> _Problem requirements_
Could you copy the lines below exactly, leaving none out?

-- Listed records follows --

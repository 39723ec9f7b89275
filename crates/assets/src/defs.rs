use appearance_common::{BakeRegion, ParamId};
use appearance_params::{ParamDef, ParamError};
use appearance_skeleton::{SkeletonDef, SkeletonError};
use appearance_texture::{GlobalColor, LayerSetDef, TextureError};
use serde::{Deserialize, Serialize};
use sha2::{Digest, Sha256};
use std::collections::BTreeSet;
use std::path::Path;

/// Errors from loading or validating definitions.
#[derive(Debug, thiserror::Error)]
pub enum DefsError {
    #[error("IO error: {0}")]
    Io(#[from] std::io::Error),
    #[error("JSON error: {0}")]
    Json(#[from] serde_json::Error),
    #[error("skeleton: {0}")]
    Skeleton(#[from] SkeletonError),
    #[error("parameters: {0}")]
    Param(#[from] ParamError),
    #[error("texture: {0}")]
    Texture(#[from] TextureError),
    #[error("layer set {0} defined twice")]
    DuplicateRegion(BakeRegion),
    #[error("layer set {region} reads unknown parameter {param}")]
    UnknownParam { region: BakeRegion, param: ParamId },
    #[error("layer set {region} uses unknown global color {name:?}")]
    UnknownGlobalColor { region: BakeRegion, name: String },
}

/// Everything the wearable collaborator supplies for one avatar.
///
/// Persisted as JSON for inspection; the same layout is produced by
/// [`AppearanceDefs::sample`].
#[derive(Debug, Clone, Default, PartialEq, Serialize, Deserialize)]
pub struct AppearanceDefs {
    pub skeleton: SkeletonDef,
    pub params: Vec<ParamDef>,
    #[serde(default)]
    pub global_colors: Vec<GlobalColor>,
    #[serde(default)]
    pub layer_sets: Vec<LayerSetDef>,
}

impl AppearanceDefs {
    /// Save the definitions to a JSON file.
    pub fn save(&self, path: impl AsRef<Path>) -> Result<(), DefsError> {
        let file = std::fs::File::create(path)?;
        serde_json::to_writer_pretty(file, self)?;
        Ok(())
    }

    /// Load definitions from a JSON file.
    pub fn load(path: impl AsRef<Path>) -> Result<Self, DefsError> {
        let file = std::fs::File::open(path.as_ref())?;
        let defs: Self = serde_json::from_reader(file)?;
        tracing::debug!(
            path = %path.as_ref().display(),
            joints = defs.skeleton.joints.len(),
            params = defs.params.len(),
            layer_sets = defs.layer_sets.len(),
            "appearance definitions loaded"
        );
        Ok(defs)
    }

    /// Cross-reference checks the individual builders cannot make: one set per
    /// region, and every param and global color a layer reads exists.
    pub fn validate(&self) -> Result<(), DefsError> {
        let params: BTreeSet<ParamId> = self.params.iter().map(|p| p.id).collect();
        let colors: BTreeSet<&str> = self.global_colors.iter().map(|c| c.name.as_str()).collect();

        for color in &self.global_colors {
            if let Some(cp) = color.params.iter().find(|cp| !params.contains(&cp.param)) {
                return Err(ParamError::NotFound(cp.param).into());
            }
        }

        let mut regions = BTreeSet::new();
        for set in &self.layer_sets {
            if !regions.insert(set.region) {
                return Err(DefsError::DuplicateRegion(set.region));
            }
            if let Some(param) = set.params().into_iter().find(|p| !params.contains(p)) {
                return Err(DefsError::UnknownParam {
                    region: set.region,
                    param,
                });
            }
            if let Some(name) = set.global_colors().into_iter().find(|n| !colors.contains(n)) {
                return Err(DefsError::UnknownGlobalColor {
                    region: set.region,
                    name: name.to_string(),
                });
            }
        }
        Ok(())
    }

    /// Static image names referenced anywhere, for preloading.
    pub fn static_images(&self) -> BTreeSet<&str> {
        self.layer_sets
            .iter()
            .flat_map(|s| s.static_images())
            .collect()
    }

    /// Content hash of the serialized definitions.
    pub fn fingerprint(&self) -> Result<u64, DefsError> {
        let json = serde_json::to_vec(self)?;
        let result = Sha256::digest(&json);
        let mut bytes = [0u8; 8];
        bytes.copy_from_slice(&result[..8]);
        Ok(u64::from_le_bytes(bytes))
    }
}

-- Listed records concluded --

> _Task answer_
repository 39723ec9f7b89275
filename crates/assets/src/defs.rs
use appearance_common::{BakeRegion, ParamId};
use appearance_params::{ParamDef, ParamError};
use appearance_skeleton::{SkeletonDef, SkeletonError};
use appearance_texture::{GlobalColor, LayerSetDef, TextureError};
use serde::{Deserialize, Serialize};
use sha2::{Digest, Sha256};
use std::collections::BTreeSet;
use std::path::Path;

/// Errors from loading or validating definitions.
#[derive(Debug, thiserror::Error)]
pub enum DefsError {
    #[error("IO error: {0}")]
    Io(#[from] std::io::Error),
    #[error("JSON error: {0}")]
    Json(#[from] serde_json::Error),
    #[error("skeleton: {0}")]
    Skeleton(#[from] SkeletonError),
    #[error("parameters: {0}")]
    Param(#[from] ParamError),
    #[error("texture: {0}")]
    Texture(#[from] TextureError),
    #[error("layer set {0} defined twice")]
    DuplicateRegion(BakeRegion),
    #[error("layer set {region} reads unknown parameter {param}")]
    UnknownParam { region: BakeRegion, param: ParamId },
    #[error("layer set {region} uses unknown global color {name:?}")]
    UnknownGlobalColor { region: BakeRegion, name: String },
}

/// Everything the wearable collaborator supplies for one avatar.
///
/// Persisted as JSON for inspection; the same layout is produced by
/// [`AppearanceDefs::sample`].
#[derive(Debug, Clone, Default, PartialEq, Serialize, Deserialize)]
pub struct AppearanceDefs {
    pub skeleton: SkeletonDef,
    pub params: Vec<ParamDef>,
    #[serde(default)]
    pub global_colors: Vec<GlobalColor>,
    #[serde(default)]
    pub layer_sets: Vec<LayerSetDef>,
}

impl AppearanceDefs {
    /// Save the definitions to a JSON file.
    pub fn save(&self, path: impl AsRef<Path>) -> Result<(), DefsError> {
        let file = std::fs::File::create(path)?;
        serde_json::to_writer_pretty(file, self)?;
        Ok(())
    }

    /// Load definitions from a JSON file.
    pub fn load(path: impl AsRef<Path>) -> Result<Self, DefsError> {
        let file = std::fs::File::open(path.as_ref())?;
        let defs: Self = serde_json::from_reader(file)?;
        tracing::debug!(
            path = %path.as_ref().display(),
            joints = defs.skeleton.joints.len(),
            params = defs.params.len(),
            layer_sets = defs.layer_sets.len(),
            "appearance definitions loaded"
        );
        Ok(defs)
    }

    /// Cross-reference checks the individual builders cannot make: one set per
    /// region, and every param and global color a layer reads exists.
    pub fn validate(&self) -> Result<(), DefsError> {
        let params: BTreeSet<ParamId> = self.params.iter().map(|p| p.id).collect();
        let colors: BTreeSet<&str> = self.global_colors.iter().map(|c| c.name.as_str()).collect();

        for color in &self.global_colors {
            if let Some(cp) = color.params.iter().find(|cp| !params.contains(&cp.param)) {
                return Err(ParamError::NotFound(cp.param).into());
            }
        }

        let mut regions = BTreeSet::new();
        for set in &self.layer_sets {
            if !regions.insert(set.region) {
                return Err(DefsError::DuplicateRegion(set.region));
            }
            if let Some(param) = set.params().into_iter().find(|p| !params.contains(p)) {
                return Err(DefsError::UnknownParam {
                    region: set.region,
                    param,
                });
            }
            if let Some(name) = set.global_colors().into_iter().find(|n| !colors.contains(n)) {
                return Err(DefsError::UnknownGlobalColor {
                    region: set.region,
                    name: name.to_string(),
                });
            }
        }
        Ok(())
    }

    /// Static image names referenced anywhere, for preloading.
    pub fn static_images(&self) -> BTreeSet<&str> {
        self.layer_sets
            .iter()
            .flat_map(|s| s.static_images())
            .collect()
    }

    /// Content hash of the serialized definitions.
    pub fn fingerprint(&self) -> Result<u64, DefsError> {
        let json = serde_json::to_vec(self)?;
        let result = Sha256::digest(&json);
        let mut bytes = [0u8; 8];
        bytes.copy_from_slice(&result[..8]);
        Ok(u64::from_le_bytes(bytes))
    }
}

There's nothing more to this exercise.